Fish remains, including scales, vertebrae and small teeth, may also be found, especially when fine sediment is searched carefully or taken home for sieving. Small molluscs and shell material occur within parts of the marls, although they are generally less abundant than at Hamstead Bay.

The best collecting is usually after storms or winter erosion, when fresh material has been washed from the cliffs onto the foreshore. Samples of the softer marls can also be collected for sieving at home, which may reveal small vertebrate remains and microfossils overlooked in the field.

Key fossil and geological milestones recorded from Thorness Bay, especially the Bembridge Limestone, Bembridge Marls and Insect Limestone.

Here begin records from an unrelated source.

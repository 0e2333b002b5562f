//! Core data model for the collection analyzer
//!
//! Per-file inputs (FileRecord), derived signals (SignalSet, PlacementVerdict),
//! the per-file Recommendation, and the aggregate outputs (CollectionProposal,
//! CollectionStats, ReviewItem, BatchReport). Everything the analyzer emits is
//! serializable; downstream tools (mover, scaffolder, review UI) consume the
//! JSON artifacts and do their own rendering.

use chrono::{DateTime, Utc};
use serde::{Deserialize, Serialize};
use std::collections::BTreeMap;
use std::path::PathBuf;

/// Media kind, derived from file extension
#[derive(Debug, Clone, Copy, PartialEq, Eq, Serialize, Deserialize)]
#[serde(rename_all = "snake_case")]
pub enum MediaKind {
    Image,
    Video,
}

impl MediaKind {
    /// Classify a lowercase file extension; `None` for non-media extensions
    pub fn from_extension(ext: &str) -> Option<Self> {
        match ext {
            "jpg" | "jpeg" | "png" | "gif" | "tif" | "tiff" | "bmp" | "webp" | "heic" => {
                Some(MediaKind::Image)
            }
            "mp4" | "mov" | "avi" | "mkv" | "webm" | "m4v" => Some(MediaKind::Video),
            _ => None,
        }
    }
}

/// One file as seen by traversal; identity is the path, never mutated
#[derive(Debug, Clone, Serialize, Deserialize)]
pub struct FileRecord {
    pub absolute_path: PathBuf,
    pub relative_path: PathBuf,
    pub filename: String,
    /// Collection the file currently lives in (catch-all bucket if none)
    pub current_collection: String,
    pub kind: MediaKind,
}

/// One subject identity hypothesis with its supporting evidence
#[derive(Debug, Clone, Serialize, Deserialize)]
pub struct SubjectCandidate {
    pub subject_id: String,
    /// Accumulated confidence, clamped to [0, 1]
    pub confidence: f32,
    /// Human-readable evidence strings, one per scoring contribution
    pub evidence: Vec<String>,
}

/// Detected production stage
#[derive(Debug, Clone, Serialize, Deserialize)]
pub struct StageSignal {
    pub stage_id: String,
    pub confidence: f32,
}

/// All heuristic signals extracted from one file's path and filename
///
/// Recomputed every run; `subject_candidates` is always sorted by
/// non-increasing confidence (ties broken by id). Multiple candidates are
/// intentional: ambiguity is carried forward, not collapsed here.
#[derive(Debug, Clone, Serialize, Deserialize)]
pub struct SignalSet {
    pub subject_candidates: Vec<SubjectCandidate>,
    pub stage: Option<StageSignal>,
    pub sequence_number: Option<u32>,
    /// Cover-image desirability, clamped to [0, 1]
    pub cover_score: f32,
}

impl SignalSet {
    /// Highest-confidence subject candidate, if any cleared the inclusion floor
    pub fn top_candidate(&self) -> Option<&SubjectCandidate> {
        self.subject_candidates.first()
    }
}

/// Comparison of extracted signals against the file's current folder placement
#[derive(Debug, Clone, Serialize, Deserialize)]
pub struct PlacementVerdict {
    pub current_collection: String,
    /// Path segment recognized as a stage folder, if any
    pub current_stage_folder: Option<String>,
    pub subject_matches_collection: bool,
    pub stage_matches_folder: bool,
    /// One human-readable string per detected mismatch
    pub issues: Vec<String>,
}

/// Recommended reorganization action for one file
#[derive(Debug, Clone, Copy, PartialEq, Eq, Serialize, Deserialize)]
#[serde(rename_all = "snake_case")]
pub enum Action {
    Keep,
    Move,
    Split,
    ProposeNewCollection,
    Review,
}

impl Action {
    pub fn as_str(&self) -> &'static str {
        match self {
            Action::Keep => "keep",
            Action::Move => "move",
            Action::Split => "split",
            Action::ProposeNewCollection => "propose_new_collection",
            Action::Review => "review",
        }
    }
}

/// Recommendation priority
#[derive(Debug, Clone, Copy, PartialEq, Eq, PartialOrd, Ord, Serialize, Deserialize)]
#[serde(rename_all = "snake_case")]
pub enum Priority {
    Low,
    Medium,
    High,
}

/// The single per-file output of the rule chain; exactly one per file per run
#[derive(Debug, Clone, Serialize, Deserialize)]
pub struct Recommendation {
    pub path: PathBuf,
    pub action: Action,
    /// Target collection for move/propose actions
    pub target: Option<String>,
    pub reason: String,
    pub priority: Priority,
    pub confidence: f32,
}

/// Everything derived for one file, kept together for aggregation and review
#[derive(Debug, Clone, Serialize)]
pub struct FileAnalysis {
    pub record: FileRecord,
    pub signals: SignalSet,
    pub verdict: PlacementVerdict,
    pub recommendation: Recommendation,
}

/// A proposed new collection, materialized once enough files corroborate it
#[derive(Debug, Clone, Serialize, Deserialize)]
pub struct CollectionProposal {
    pub subject_id: String,
    /// Folder name the scaffolding tool should create
    pub proposed_collection: String,
    /// Corroborating files, sorted by path
    pub member_files: Vec<PathBuf>,
    /// Representative image: argmax of cover_score x confidence
    pub cover_file: PathBuf,
    /// Mean of member confidences
    pub aggregate_confidence: f32,
}

/// Descriptive statistics for one origin collection (non-decision-bearing)
#[derive(Debug, Clone, Serialize, Deserialize)]
pub struct CollectionStats {
    pub collection: String,
    pub file_count: usize,
    /// Stage id (or "unclassified") -> file count
    pub stage_distribution: BTreeMap<String, usize>,
    /// Fraction of files with a recoverable sequence number
    pub sequence_fraction: f32,
    /// Fraction of files at or above the high-quality cover threshold
    pub high_quality_fraction: f32,
    pub mean_cover_score: f32,
}

/// Payload for the downstream manual-adjudication UI
///
/// Emitted for every ambiguous (`review`/`split`) file; the core does no
/// rendering.
#[derive(Debug, Clone, Serialize, Deserialize)]
pub struct ReviewItem {
    pub path: PathBuf,
    pub action: Action,
    pub subject_candidates: Vec<SubjectCandidate>,
    pub stage: Option<StageSignal>,
    pub issues: Vec<String>,
}

/// Complete output of one batch run
#[derive(Debug, Clone, Serialize)]
pub struct BatchReport {
    pub generated_at: DateTime<Utc>,
    pub root: PathBuf,
    pub registry_version: String,
    /// Media files discovered by the scanner
    pub files_seen: usize,
    /// Files that produced a Recommendation
    pub files_analyzed: usize,
    /// Unreadable or cancelled files; never silently dropped
    pub files_skipped: usize,
    pub elapsed_seconds: f64,
    /// Action name -> count
    pub action_counts: BTreeMap<String, usize>,
    pub recommendations: Vec<Recommendation>,
    pub proposals: Vec<CollectionProposal>,
    pub collection_stats: Vec<CollectionStats>,
    pub review_queue: Vec<ReviewItem>,
}
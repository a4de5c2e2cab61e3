use std::collections::BTreeSet;

use log::debug;
use regex::Regex;

// Extensions we accept as video files, matched case-insensitively.
pub const VIDEO_EXTENSIONS: [&str; 7] = ["mkv", "mp4", "avi", "mov", "wmv", "flv", "webm"];

/// Scan the share page HTML for video files.
///
/// Two passes run over the raw text and their results are unioned: one keyed
/// on the declared MIME type, one keyed on the filename extension. A file
/// picked up by both appears once. The result is sorted so identical pages
/// always produce identical playlists. No matches is an empty vec, not an
/// error.
///
/// Plain pattern matching on the markup text, not an HTML parse; partial or
/// broken markup still matches.
pub fn extract_video_files(html: &str) -> Vec<String> {
    let mut found = BTreeSet::new();

    let by_mime = mime_typed_files(html);
    debug!("MIME pass matched {} file(s)", by_mime.len());
    found.extend(by_mime);

    let before = found.len();
    let by_extension = extension_named_files(html);
    debug!("extension pass matched {} file(s)", by_extension.len());
    found.extend(by_extension);
    debug!("extension pass added {} new file(s)", found.len() - before);

    found.into_iter().collect()
}

// Pass 1: rows that declare data-type="file" and a video/* MIME type.
// Attribute order matters; Nextcloud renders these in this order.
pub fn mime_typed_files(html: &str) -> Vec<String> {
    let pattern =
        Regex::new(r#"data-type="file"[^>]*data-file="([^"]*)"[^>]*data-mime="video/[^"]*""#)
            .unwrap();
    pattern
        .captures_iter(html)
        .map(|caps| caps[1].to_string())
        .collect()
}

// Pass 2: any data-file attribute whose value ends in a video extension,
// whether or not a MIME type is declared. Catches rows the first pass
// misses, but has no data-type check, so a folder named like a video file
// matches too.
pub fn extension_named_files(html: &str) -> Vec<String> {
    let extensions = VIDEO_EXTENSIONS.join("|");
    let pattern =
        Regex::new(&format!(r#"(?i)data-file="([^"]*\.(?:{extensions}))""#)).unwrap();
    pattern
        .captures_iter(html)
        .map(|caps| caps[1].to_string())
        .collect()
}

/// True when the name ends in one of the recognized video extensions.
pub fn has_video_extension(filename: &str) -> bool {
    let lower = filename.to_lowercase();
    VIDEO_EXTENSIONS
        .iter()
        .any(|extension| lower.ends_with(&format!(".{extension}")))
}

#[cfg(test)]
mod tests {
    use super::*;

    #[test]
    fn mime_pass_finds_declared_video() {
        let html = r#"<tr data-type="file" data-file="Movie.mkv" data-mime="video/x-matroska">"#;
        assert_eq!(extract_video_files(html), vec!["Movie.mkv"]);
    }

    #[test]
    fn extension_pass_works_without_mime() {
        let html = r#"<tr data-file="clip.mp4">"#;
        assert_eq!(extract_video_files(html), vec!["clip.mp4"]);
    }

    #[test]
    fn both_passes_union_without_duplicates() {
        // Same file visible to both passes, plus one file only one pass sees.
        let html = concat!(
            r#"<tr data-type="file" data-file="Both.mkv" data-mime="video/x-matroska">"#,
            r#"<tr data-type="file" data-file="Mime Only.ts" data-mime="video/mp2t">"#,
            r#"<tr data-file="ext only.webm">"#,
        );
        let files = extract_video_files(html);
        assert_eq!(files, vec!["Both.mkv", "Mime Only.ts", "ext only.webm"]);
    }

    #[test]
    fn output_is_sorted() {
        let html = r#"<tr data-file="b.mp4"><tr data-file="a.mkv"><tr data-file="c.avi">"#;
        assert_eq!(extract_video_files(html), vec!["a.mkv", "b.mp4", "c.avi"]);
    }

    #[test]
    fn empty_html_yields_empty_list() {
        assert!(extract_video_files("").is_empty());
    }

    #[test]
    fn non_video_rows_are_ignored() {
        let html = concat!(
            r#"<tr data-type="file" data-file="notes.txt" data-mime="text/plain">"#,
            r#"<tr data-type="dir" data-file="Season 1" data-mime="httpd/unix-directory">"#,
        );
        assert!(extract_video_files(html).is_empty());
    }

    #[test]
    fn extension_matching_is_case_insensitive() {
        let html = r#"<tr data-file="LOUD.MKV">"#;
        assert_eq!(extract_video_files(html), vec!["LOUD.MKV"]);
    }

    #[test]
    fn unicode_and_spaces_survive() {
        let html = r#"<tr data-file="Folge 1 – Küste.mp4">"#;
        assert_eq!(extract_video_files(html), vec!["Folge 1 – Küste.mp4"]);
    }

    // The extension pass does not require data-type="file", so a folder
    // whose name ends in a video extension is reported as a file. Known
    // quirk, kept on purpose.
    #[test]
    fn folder_named_like_video_matches_extension_pass() {
        let html =
            r#"<tr data-type="dir" data-file="Backups.mkv" data-mime="httpd/unix-directory">"#;
        assert_eq!(extract_video_files(html), vec!["Backups.mkv"]);
    }

    #[test]
    fn extension_predicate() {
        assert!(has_video_extension("a.mkv"));
        assert!(has_video_extension("A.WebM"));
        assert!(!has_video_extension("a.txt"));
        assert!(!has_video_extension("mkv"));
    }
}
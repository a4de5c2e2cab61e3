use crate::share::ShareReference;

/// Build the direct WebDAV download link for one file in the share.
///
/// The shape is fixed by Nextcloud's public WebDAV endpoint:
/// `<base>/public.php/dav/files/<token>[/<path>]/<file>`. A media player can
/// open these without going through the web UI. Construction is purely
/// textual, nothing is fetched to validate the result.
pub fn direct_link(reference: &ShareReference, filename: &str) -> String {
    let encoded_file = urlencoding::encode(filename);
    let path = normalize_path(&reference.path);

    if path.is_empty() {
        format!(
            "{}/public.php/dav/files/{}/{}",
            reference.base_url, reference.token, encoded_file
        )
    } else {
        format!(
            "{}/public.php/dav/files/{}{}/{}",
            reference.base_url,
            reference.token,
            encode_path(&path),
            encoded_file
        )
    }
}

// A usable subfolder has exactly one leading slash and no trailing one.
// Empty stays empty, so the caller can tell "share root" apart.
fn normalize_path(path: &str) -> String {
    let trimmed = path.trim_end_matches('/');
    if trimmed.is_empty() {
        String::new()
    } else if trimmed.starts_with('/') {
        trimmed.to_string()
    } else {
        format!("/{trimmed}")
    }
}

// Percent-encode a path segment by segment, keeping the slashes that
// separate segments.
fn encode_path(path: &str) -> String {
    path.split('/')
        .map(|segment| urlencoding::encode(segment).into_owned())
        .collect::<Vec<_>>()
        .join("/")
}

#[cfg(test)]
mod tests {
    use super::*;

    fn reference(path: &str) -> ShareReference {
        ShareReference::new("https://c.com".into(), "T1".into(), path.into())
    }

    #[test]
    fn link_at_share_root() {
        assert_eq!(
            direct_link(&reference(""), "My Movie.mkv"),
            "https://c.com/public.php/dav/files/T1/My%20Movie.mkv"
        );
    }

    #[test]
    fn link_inside_subfolder() {
        assert_eq!(
            direct_link(&reference("Season 1"), "My Movie.mkv"),
            "https://c.com/public.php/dav/files/T1/Season%201/My%20Movie.mkv"
        );
    }

    #[test]
    fn nested_subfolder_keeps_separators() {
        assert_eq!(
            direct_link(&reference("Shows/Season 1"), "ep.mp4"),
            "https://c.com/public.php/dav/files/T1/Shows/Season%201/ep.mp4"
        );
    }

    #[test]
    fn slashes_around_the_path_are_normalized() {
        let with_both = direct_link(&reference("/Season 1/"), "a.mkv");
        let bare = direct_link(&reference("Season 1"), "a.mkv");
        assert_eq!(with_both, bare);
    }

    #[test]
    fn lone_slash_path_means_share_root() {
        assert_eq!(
            direct_link(&reference("/"), "a.mkv"),
            direct_link(&reference(""), "a.mkv")
        );
    }

    #[test]
    fn unicode_filename_is_percent_encoded() {
        assert_eq!(
            direct_link(&reference(""), "Küste.mkv"),
            "https://c.com/public.php/dav/files/T1/K%C3%BCste.mkv"
        );
    }
}
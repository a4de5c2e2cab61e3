use std::io::Read;
use std::path::Path;
use std::time::Duration;

use anyhow::{Context, Result, anyhow};
use indicatif::ProgressBar;
use log::{debug, warn};
use reqwest::Client;

use crate::share::ShareReference;

const USER_AGENT: &str = "Mozilla/5.0 (Windows NT 10.0; Win64; x64) AppleWebKit/537.36 (KHTML, like Gecko) Chrome/91.0.4472.124 Safari/537.36";

/// Fetch the share's listing page HTML.
///
/// One GET against the share page; if that fails (network error or non-2xx),
/// one more against the index.php route some installs still need. Nothing
/// beyond that single fallback. The caller gets the complete body or an
/// error, never a partial page.
pub async fn fetch_share_page(reference: &ShareReference) -> Result<String> {
    let client = Client::builder().user_agent(USER_AGENT).build()?;

    let spinner = ProgressBar::new_spinner();
    spinner.set_message(format!("Loading {}", reference.share_page_url()));
    spinner.enable_steady_tick(Duration::from_millis(120));

    let page = match get_page(&client, &reference.share_page_url()).await {
        Ok(html) => Ok(html),
        Err(err) => {
            warn!("share page request failed, trying index.php route: {err:#}");
            spinner.set_message("Retrying via index.php route");
            get_page(&client, &reference.fallback_page_url()).await
        }
    };

    spinner.finish_and_clear();
    page
}

async fn get_page(client: &Client, url: &str) -> Result<String> {
    debug!("GET {url}");
    let resp = client.get(url).send().await?;

    if !resp.status().is_success() {
        return Err(anyhow!("request failed: HTTP {} for {}", resp.status(), url));
    }

    let body = resp.text().await?;
    debug!("received {} bytes from {url}", body.len());
    Ok(body)
}

/// Read previously saved page HTML from a file, or from stdin when the path
/// is `-`. Covers shares whose listing only renders in a real browser: save
/// the page there, point --html-file at it.
pub fn read_html_from(path: &Path) -> Result<String> {
    if path == Path::new("-") {
        let mut html = String::new();
        std::io::stdin()
            .read_to_string(&mut html)
            .context("failed to read HTML from stdin")?;
        return Ok(html);
    }

    std::fs::read_to_string(path)
        .with_context(|| format!("failed to read HTML from {}", path.display()))
}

c.1859–1880s – A’Court Smith’s collecting established the Insect Limestone record
James A’Court Smith collected extensively along the coast between Cowes and the Newtown River, including the east side of Thorness Bay, building the core fossil plant and insect collections that later made the bay one of Britain’s classic Palaeogene localities.

1878–1879 – Fossil insects and associated arthropods were formally reported
Early descriptions drew attention to the rich insect-bearing freshwater limestone at the Thorness–Gurnard section, including branchiopod and isopod remains with numerous insect fossils, confirming the bed as an exceptional Tertiary insect deposit.

1883–1888 – Early fossil plant records showed the botanical importance of the bay
Work on the fossil flora from the Insect Limestone recorded a diverse assemblage of fruits, seeds, leaves and aquatic plants, setting up Thorness Bay as a key site for understanding late Eocene vegetation on the Isle of Wight.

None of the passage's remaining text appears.